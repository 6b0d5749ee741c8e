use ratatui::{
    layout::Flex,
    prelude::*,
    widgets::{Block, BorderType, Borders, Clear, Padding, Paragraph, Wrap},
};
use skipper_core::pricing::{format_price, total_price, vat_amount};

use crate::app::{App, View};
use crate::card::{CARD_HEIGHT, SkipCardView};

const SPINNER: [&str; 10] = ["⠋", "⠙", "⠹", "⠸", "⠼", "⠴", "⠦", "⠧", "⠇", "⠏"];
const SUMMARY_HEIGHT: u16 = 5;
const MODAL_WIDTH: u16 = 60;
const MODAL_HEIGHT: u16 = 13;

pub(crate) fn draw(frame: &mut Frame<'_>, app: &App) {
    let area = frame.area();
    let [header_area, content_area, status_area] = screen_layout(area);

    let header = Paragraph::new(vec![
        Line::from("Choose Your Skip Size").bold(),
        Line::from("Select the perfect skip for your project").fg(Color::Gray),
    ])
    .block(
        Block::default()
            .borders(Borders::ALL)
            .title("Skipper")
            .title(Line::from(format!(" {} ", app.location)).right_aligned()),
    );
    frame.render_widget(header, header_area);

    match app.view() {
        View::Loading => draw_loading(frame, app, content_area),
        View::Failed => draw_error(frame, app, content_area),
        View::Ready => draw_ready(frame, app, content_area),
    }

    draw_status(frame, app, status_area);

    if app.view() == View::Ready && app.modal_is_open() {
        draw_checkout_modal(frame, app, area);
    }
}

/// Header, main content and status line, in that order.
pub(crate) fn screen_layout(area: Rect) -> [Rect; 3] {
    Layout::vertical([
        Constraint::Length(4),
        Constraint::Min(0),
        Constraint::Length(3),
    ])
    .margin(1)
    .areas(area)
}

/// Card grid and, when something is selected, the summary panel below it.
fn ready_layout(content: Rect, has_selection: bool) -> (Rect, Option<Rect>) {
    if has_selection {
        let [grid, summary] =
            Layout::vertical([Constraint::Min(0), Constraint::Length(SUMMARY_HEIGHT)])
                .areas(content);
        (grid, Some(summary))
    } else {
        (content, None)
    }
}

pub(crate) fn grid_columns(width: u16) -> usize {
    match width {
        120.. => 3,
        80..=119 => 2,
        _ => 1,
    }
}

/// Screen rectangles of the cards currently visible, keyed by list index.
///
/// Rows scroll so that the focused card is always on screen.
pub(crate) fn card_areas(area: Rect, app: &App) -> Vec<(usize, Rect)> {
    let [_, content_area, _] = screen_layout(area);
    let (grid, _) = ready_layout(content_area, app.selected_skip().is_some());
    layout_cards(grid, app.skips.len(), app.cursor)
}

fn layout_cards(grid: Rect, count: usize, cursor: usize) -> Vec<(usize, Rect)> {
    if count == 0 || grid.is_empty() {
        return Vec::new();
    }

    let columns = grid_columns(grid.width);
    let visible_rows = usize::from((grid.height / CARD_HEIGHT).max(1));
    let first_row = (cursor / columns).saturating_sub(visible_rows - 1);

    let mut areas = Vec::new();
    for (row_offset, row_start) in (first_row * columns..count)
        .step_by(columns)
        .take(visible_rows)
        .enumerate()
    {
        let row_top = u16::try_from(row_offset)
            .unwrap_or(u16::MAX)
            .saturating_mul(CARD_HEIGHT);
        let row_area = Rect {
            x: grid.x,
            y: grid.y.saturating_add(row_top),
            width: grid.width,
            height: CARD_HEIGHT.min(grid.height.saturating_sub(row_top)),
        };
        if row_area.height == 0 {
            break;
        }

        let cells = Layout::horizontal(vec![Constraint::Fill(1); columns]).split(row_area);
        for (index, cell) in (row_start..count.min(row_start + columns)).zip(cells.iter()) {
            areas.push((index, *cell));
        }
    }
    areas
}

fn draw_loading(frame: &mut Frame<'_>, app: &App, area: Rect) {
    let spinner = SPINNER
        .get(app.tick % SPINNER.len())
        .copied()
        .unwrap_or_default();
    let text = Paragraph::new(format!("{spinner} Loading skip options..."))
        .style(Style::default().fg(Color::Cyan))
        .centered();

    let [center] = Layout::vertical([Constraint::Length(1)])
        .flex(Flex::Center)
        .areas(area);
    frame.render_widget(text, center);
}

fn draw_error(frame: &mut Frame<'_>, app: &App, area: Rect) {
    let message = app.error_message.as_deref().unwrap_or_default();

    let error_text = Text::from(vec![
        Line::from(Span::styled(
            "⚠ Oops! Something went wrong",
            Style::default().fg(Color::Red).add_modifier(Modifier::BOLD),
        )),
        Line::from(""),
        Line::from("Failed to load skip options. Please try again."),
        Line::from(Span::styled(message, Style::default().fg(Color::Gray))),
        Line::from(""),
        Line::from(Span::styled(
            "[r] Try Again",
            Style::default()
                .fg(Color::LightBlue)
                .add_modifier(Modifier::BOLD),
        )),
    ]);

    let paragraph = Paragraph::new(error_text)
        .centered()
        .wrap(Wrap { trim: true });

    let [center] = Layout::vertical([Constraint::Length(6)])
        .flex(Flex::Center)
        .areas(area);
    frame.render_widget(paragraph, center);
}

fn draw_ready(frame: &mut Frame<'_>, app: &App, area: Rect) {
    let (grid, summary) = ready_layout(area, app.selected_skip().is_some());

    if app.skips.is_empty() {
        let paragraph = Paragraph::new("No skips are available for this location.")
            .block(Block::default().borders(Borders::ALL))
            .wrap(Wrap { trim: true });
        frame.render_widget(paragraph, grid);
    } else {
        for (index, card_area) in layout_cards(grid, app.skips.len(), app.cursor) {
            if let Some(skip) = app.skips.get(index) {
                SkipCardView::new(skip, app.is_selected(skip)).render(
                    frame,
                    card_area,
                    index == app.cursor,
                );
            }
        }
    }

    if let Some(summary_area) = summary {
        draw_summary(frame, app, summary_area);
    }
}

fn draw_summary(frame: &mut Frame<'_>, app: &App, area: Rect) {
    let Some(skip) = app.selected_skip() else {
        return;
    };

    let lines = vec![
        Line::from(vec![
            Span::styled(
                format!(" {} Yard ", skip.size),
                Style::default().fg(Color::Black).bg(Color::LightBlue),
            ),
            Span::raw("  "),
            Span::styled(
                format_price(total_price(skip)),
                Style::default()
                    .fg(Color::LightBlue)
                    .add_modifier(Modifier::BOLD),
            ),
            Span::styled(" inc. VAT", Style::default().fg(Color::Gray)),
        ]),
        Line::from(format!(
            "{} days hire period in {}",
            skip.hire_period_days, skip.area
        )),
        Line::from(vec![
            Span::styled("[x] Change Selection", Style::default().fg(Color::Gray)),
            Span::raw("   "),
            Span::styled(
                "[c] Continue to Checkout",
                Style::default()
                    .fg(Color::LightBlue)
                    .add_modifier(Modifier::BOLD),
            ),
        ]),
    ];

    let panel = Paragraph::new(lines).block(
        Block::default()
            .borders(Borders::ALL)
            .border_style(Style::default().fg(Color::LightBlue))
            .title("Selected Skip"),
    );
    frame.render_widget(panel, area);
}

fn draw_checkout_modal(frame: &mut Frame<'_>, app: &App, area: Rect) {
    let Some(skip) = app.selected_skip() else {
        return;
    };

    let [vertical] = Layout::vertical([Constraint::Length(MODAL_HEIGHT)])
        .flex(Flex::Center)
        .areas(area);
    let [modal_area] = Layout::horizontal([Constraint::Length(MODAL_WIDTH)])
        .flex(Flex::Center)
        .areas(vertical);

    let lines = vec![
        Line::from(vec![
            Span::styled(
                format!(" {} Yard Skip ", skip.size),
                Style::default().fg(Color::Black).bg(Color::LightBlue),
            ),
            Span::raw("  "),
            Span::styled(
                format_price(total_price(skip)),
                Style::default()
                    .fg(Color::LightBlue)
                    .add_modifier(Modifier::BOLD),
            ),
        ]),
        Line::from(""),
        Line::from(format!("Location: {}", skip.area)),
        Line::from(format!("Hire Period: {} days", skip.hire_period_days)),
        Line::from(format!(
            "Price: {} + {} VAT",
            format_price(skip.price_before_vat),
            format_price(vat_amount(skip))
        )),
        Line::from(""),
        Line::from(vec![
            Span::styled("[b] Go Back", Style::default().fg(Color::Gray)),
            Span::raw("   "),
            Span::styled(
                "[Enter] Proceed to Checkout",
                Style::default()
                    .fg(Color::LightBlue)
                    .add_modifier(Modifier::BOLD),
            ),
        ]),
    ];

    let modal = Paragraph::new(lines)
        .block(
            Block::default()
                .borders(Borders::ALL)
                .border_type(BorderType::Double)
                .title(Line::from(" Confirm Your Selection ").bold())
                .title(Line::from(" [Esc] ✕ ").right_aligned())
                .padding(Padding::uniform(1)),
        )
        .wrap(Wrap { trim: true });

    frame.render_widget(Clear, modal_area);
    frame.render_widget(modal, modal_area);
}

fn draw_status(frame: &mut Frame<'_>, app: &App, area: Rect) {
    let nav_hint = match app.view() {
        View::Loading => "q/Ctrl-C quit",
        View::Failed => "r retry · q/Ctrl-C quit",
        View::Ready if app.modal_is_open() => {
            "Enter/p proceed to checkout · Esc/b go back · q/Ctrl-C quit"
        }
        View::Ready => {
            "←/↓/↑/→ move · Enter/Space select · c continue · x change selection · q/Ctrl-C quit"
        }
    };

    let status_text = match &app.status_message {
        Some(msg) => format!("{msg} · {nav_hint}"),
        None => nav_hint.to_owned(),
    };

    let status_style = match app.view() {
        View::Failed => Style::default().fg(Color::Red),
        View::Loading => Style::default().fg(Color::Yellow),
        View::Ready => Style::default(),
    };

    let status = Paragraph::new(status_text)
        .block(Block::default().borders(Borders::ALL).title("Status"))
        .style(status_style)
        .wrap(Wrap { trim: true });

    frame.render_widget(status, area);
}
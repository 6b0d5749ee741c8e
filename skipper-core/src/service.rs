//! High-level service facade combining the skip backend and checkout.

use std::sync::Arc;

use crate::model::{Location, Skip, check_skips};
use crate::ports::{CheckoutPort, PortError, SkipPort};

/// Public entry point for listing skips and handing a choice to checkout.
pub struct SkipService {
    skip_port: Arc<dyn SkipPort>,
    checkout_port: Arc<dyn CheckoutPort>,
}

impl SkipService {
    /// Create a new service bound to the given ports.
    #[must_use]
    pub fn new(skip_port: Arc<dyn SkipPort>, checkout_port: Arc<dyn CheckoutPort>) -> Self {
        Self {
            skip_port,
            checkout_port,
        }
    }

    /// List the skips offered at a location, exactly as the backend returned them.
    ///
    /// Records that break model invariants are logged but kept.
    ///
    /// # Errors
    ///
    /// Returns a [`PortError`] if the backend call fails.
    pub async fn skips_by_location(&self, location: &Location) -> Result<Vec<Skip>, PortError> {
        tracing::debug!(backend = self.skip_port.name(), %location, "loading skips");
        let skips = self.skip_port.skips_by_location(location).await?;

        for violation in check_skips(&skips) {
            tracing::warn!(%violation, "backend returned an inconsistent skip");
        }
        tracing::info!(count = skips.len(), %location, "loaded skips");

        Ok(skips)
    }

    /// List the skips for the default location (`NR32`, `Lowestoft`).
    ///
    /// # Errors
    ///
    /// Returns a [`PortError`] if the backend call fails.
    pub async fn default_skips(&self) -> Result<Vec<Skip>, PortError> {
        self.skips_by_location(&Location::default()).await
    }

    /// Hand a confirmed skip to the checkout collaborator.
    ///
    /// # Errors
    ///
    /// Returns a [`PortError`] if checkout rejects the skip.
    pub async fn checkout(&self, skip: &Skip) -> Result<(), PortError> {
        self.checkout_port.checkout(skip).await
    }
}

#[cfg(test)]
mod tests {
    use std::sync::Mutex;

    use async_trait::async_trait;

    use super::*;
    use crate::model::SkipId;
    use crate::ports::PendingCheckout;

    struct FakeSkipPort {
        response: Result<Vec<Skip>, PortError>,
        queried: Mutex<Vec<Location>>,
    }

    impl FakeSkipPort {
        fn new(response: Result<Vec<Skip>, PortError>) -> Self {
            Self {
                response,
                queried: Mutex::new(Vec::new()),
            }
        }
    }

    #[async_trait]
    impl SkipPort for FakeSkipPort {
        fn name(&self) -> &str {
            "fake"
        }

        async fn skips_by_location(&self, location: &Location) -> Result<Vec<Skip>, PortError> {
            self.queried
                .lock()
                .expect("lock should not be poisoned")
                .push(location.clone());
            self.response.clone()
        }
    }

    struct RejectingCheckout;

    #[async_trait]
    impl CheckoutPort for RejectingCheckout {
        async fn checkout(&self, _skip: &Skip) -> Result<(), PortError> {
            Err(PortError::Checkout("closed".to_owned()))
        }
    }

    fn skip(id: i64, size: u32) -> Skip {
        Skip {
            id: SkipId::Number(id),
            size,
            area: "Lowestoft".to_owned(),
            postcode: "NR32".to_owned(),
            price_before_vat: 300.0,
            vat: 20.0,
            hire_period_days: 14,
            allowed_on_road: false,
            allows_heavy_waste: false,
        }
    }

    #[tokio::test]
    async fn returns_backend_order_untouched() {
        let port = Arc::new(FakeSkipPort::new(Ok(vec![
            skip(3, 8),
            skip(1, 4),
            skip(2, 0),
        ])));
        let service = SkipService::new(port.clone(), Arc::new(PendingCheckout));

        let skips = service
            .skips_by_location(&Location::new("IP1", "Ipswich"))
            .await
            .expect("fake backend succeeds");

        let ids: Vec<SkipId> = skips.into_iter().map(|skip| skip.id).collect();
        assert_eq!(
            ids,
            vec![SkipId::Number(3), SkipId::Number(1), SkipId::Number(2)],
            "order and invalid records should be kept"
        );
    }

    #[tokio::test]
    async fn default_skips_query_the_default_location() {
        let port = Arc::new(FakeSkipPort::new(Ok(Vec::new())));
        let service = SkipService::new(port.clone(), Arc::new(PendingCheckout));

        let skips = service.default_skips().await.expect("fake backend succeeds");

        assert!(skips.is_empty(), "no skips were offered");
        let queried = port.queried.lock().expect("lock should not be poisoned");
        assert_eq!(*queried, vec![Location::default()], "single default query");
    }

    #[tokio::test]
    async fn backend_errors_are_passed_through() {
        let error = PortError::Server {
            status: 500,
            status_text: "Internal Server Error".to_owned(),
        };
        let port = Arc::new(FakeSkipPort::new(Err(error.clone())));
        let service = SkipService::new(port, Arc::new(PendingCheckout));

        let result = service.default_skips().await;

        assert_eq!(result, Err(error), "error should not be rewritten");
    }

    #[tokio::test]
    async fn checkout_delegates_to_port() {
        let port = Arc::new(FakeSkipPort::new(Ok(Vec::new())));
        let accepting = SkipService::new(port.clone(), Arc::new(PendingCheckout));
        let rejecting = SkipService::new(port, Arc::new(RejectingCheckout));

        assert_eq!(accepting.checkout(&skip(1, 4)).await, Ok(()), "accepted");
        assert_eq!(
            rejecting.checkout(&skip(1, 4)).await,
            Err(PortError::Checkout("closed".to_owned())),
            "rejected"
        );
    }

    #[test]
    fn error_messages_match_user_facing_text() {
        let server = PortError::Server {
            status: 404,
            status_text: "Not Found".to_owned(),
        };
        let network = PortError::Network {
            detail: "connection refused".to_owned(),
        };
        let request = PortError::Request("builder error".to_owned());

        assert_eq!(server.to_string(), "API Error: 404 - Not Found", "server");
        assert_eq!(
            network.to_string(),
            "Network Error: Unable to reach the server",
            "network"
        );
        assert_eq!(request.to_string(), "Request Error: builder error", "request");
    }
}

===

WORK ITEM:
Copy out each line from the listing that contains the string "horizontal".

EXERCISE OUTPUT:
        let cells = Layout::horizontal(vec![Constraint::Fill(1); columns]).split(row_area);
    let [modal_area] = Layout::horizontal([Constraint::Length(MODAL_WIDTH)])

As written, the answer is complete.